The offers were made less than two weeks after it emerged that the travel group was plotting a radical overhaul of its strategy, underlining the urgency with which it is trying to find a new home for the division.
Monarch’s board and shareholders believe the company, which needed rescuing with a huge cash injection this time last year, could have a profitable future as a long-haul carrier.
The company, which employs more than 2,500 people and carries around six million passengers a year, is reported to be in talks with regulators about the annual extension of its tour operator’s licence, which expires on Saturday.
Monarch had discussed its plans “at length” with the Civil Aviation Authority, sources reportedly said, adding that they did not expect it to need the 12-day extension to renew its Atol licence that was required in 2016.

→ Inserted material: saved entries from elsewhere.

//! Resolved caller identity.
//!
//! An [`Identity`] is what every successful authentication produces and what
//! the impersonation layer renders onto the upstream request. It is also the
//! value persisted under an opaque token key, so its serialized form is a
//! stable wire contract: compact JSON with single-letter keys
//! (`i` = uid, `u` = username, `g` = groups, `e` = extra).

use std::collections::BTreeMap;

use serde::{Deserialize, Deserializer, Serialize};

use crate::{Error, Result};

/// Username of the fixed anonymous identity.
pub const ANONYMOUS_USERNAME: &str = "system:anonymous";

/// Group of the fixed anonymous identity.
pub const UNAUTHENTICATED_GROUP: &str = "system:unauthenticated";

/// The principal a request is made on behalf of.
#[derive(Debug, Clone, PartialEq, Eq, Serialize, Deserialize)]
pub struct Identity {
    /// Stable unique identifier; empty only for anonymous.
    #[serde(rename = "i", default, deserialize_with = "null_as_default")]
    pub uid: String,
    /// Login name.
    #[serde(rename = "u", default, deserialize_with = "null_as_default")]
    pub username: String,
    /// Group memberships; the first entry is the one impersonated.
    #[serde(rename = "g", default, deserialize_with = "null_as_default")]
    pub groups: Vec<String>,
    /// Additional profile attributes.
    #[serde(rename = "e", default, deserialize_with = "null_as_default")]
    pub extra: BTreeMap<String, String>,
}

impl Identity {
    /// The identity of a request that carries no credential.
    #[must_use]
    pub fn anonymous() -> Self {
        Self {
            uid: String::new(),
            username: ANONYMOUS_USERNAME.to_string(),
            groups: vec![UNAUTHENTICATED_GROUP.to_string()],
            extra: BTreeMap::new(),
        }
    }

    /// Whether this is the anonymous identity.
    #[must_use]
    pub fn is_anonymous(&self) -> bool {
        self.uid.is_empty() && self.username == ANONYMOUS_USERNAME
    }

    /// Key under which this identity owns opaque tokens: the uid, or the
    /// username when there is no uid.
    #[must_use]
    pub fn owner(&self) -> &str {
        if self.uid.is_empty() {
            &self.username
        } else {
            &self.uid
        }
    }

    /// The group rendered as `Impersonate-Group`.
    ///
    /// Resolution never yields an identity without groups; see [`Self::validate`].
    #[must_use]
    pub fn primary_group(&self) -> Option<&str> {
        self.groups.first().map(String::as_str)
    }

    /// Reject identities that cannot be rendered onto a request.
    pub fn validate(&self) -> Result<()> {
        if self.username.is_empty() {
            return Err(Error::Invalid("identity has no username".to_string()));
        }
        if self.groups.is_empty() {
            return Err(Error::Invalid("identity has no groups".to_string()));
        }
        Ok(())
    }

    /// Serialize to the compact stored form.
    pub fn encode(&self) -> Result<String> {
        Ok(serde_json::to_string(self)?)
    }

    /// Parse the compact stored form.
    pub fn decode(raw: &str) -> Result<Self> {
        Ok(serde_json::from_str(raw)?)
    }
}

/// Older records were written with `null` for empty collections.
fn null_as_default<'de, D, T>(deserializer: D) -> std::result::Result<T, D::Error>
where
    D: Deserializer<'de>,
    T: Default + Deserialize<'de>,
{
    Ok(Option::<T>::deserialize(deserializer)?.unwrap_or_default())
}

#[cfg(test)]
mod tests {
    use super::*;
    use pretty_assertions::assert_eq;

    fn alice() -> Identity {
        Identity {
            uid: "alice".to_string(),
            username: "alice".to_string(),
            groups: vec!["team-x".to_string()],
            extra: BTreeMap::from([("email".to_string(), "alice@example.com".to_string())]),
        }
    }

    #[test]
    fn anonymous_has_unauthenticated_group_and_no_uid() {
        let anon = Identity::anonymous();
        assert!(anon.uid.is_empty());
        assert_eq!(anon.username, "system:anonymous");
        assert_eq!(anon.primary_group(), Some("system:unauthenticated"));
        assert!(anon.is_anonymous());
        assert!(anon.validate().is_ok());
    }

    #[test]
    fn encodes_with_single_letter_keys() {
        let encoded = alice().encode().unwrap();
        assert_eq!(
            encoded,
            r#"{"i":"alice","u":"alice","g":["team-x"],"e":{"email":"alice@example.com"}}"#
        );
    }

    #[test]
    fn decode_accepts_null_collections() {
        // GIVEN: a record written with null extra
        let raw = r#"{"i":"","u":"bob","g":["devs"],"e":null}"#;

        // WHEN: decoded
        let identity = Identity::decode(raw).unwrap();

        // THEN: extra is empty rather than an error
        assert_eq!(identity.username, "bob");
        assert!(identity.extra.is_empty());
        assert_eq!(identity.owner(), "bob");
    }

    #[test]
    fn decode_then_encode_is_stable() {
        let original = alice();
        let decoded = Identity::decode(&original.encode().unwrap()).unwrap();
        assert_eq!(decoded, original);
    }

    #[test]
    fn validate_rejects_empty_groups() {
        let mut identity = alice();
        identity.groups.clear();
        assert!(matches!(identity.validate(), Err(Error::Invalid(_))));
    }

    #[test]
    fn owner_prefers_uid() {
        let mut identity = alice();
        identity.username = "Alice Display".to_string();
        assert_eq!(identity.owner(), "alice");
    }
}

Sky News revealed last week that Monarch, which is expected to carry more than six million passengers this year, has been working with KPMG on options for its short-haul business through a joint venture or feeder deal with another airline.
Sources told the news network that central and eastern European budget carrier Wizz Air may be interested in Monarch partly as a short-cut to gaining a UK-based Air Operator’s Certificate.
Wizz Air has already said that it is working on an application for such a licence, although it would not be interested in the bulk of Monarch’s short-haul network.
EasyJet, which declined to comment, and Norwegian also tabled bids for parts of the Monarch business this week, according to insiders.
A spokesman for Monarch told Travel Weekly last week: “In recent months we have undertaken, and continue to undertake, a comprehensive review of Monarch designed to determine its optimal future shape, size and strategy.
“We are having regular discussions on a number of options with potential strategic partners and we will announce any material developments, if and when they happen.”
Monarch became a fully scheduled airline and pulled out of long-haul after the firm was saved from collapse by Greybull Capital which then pumped in £165 million a year ago to support a restructuring.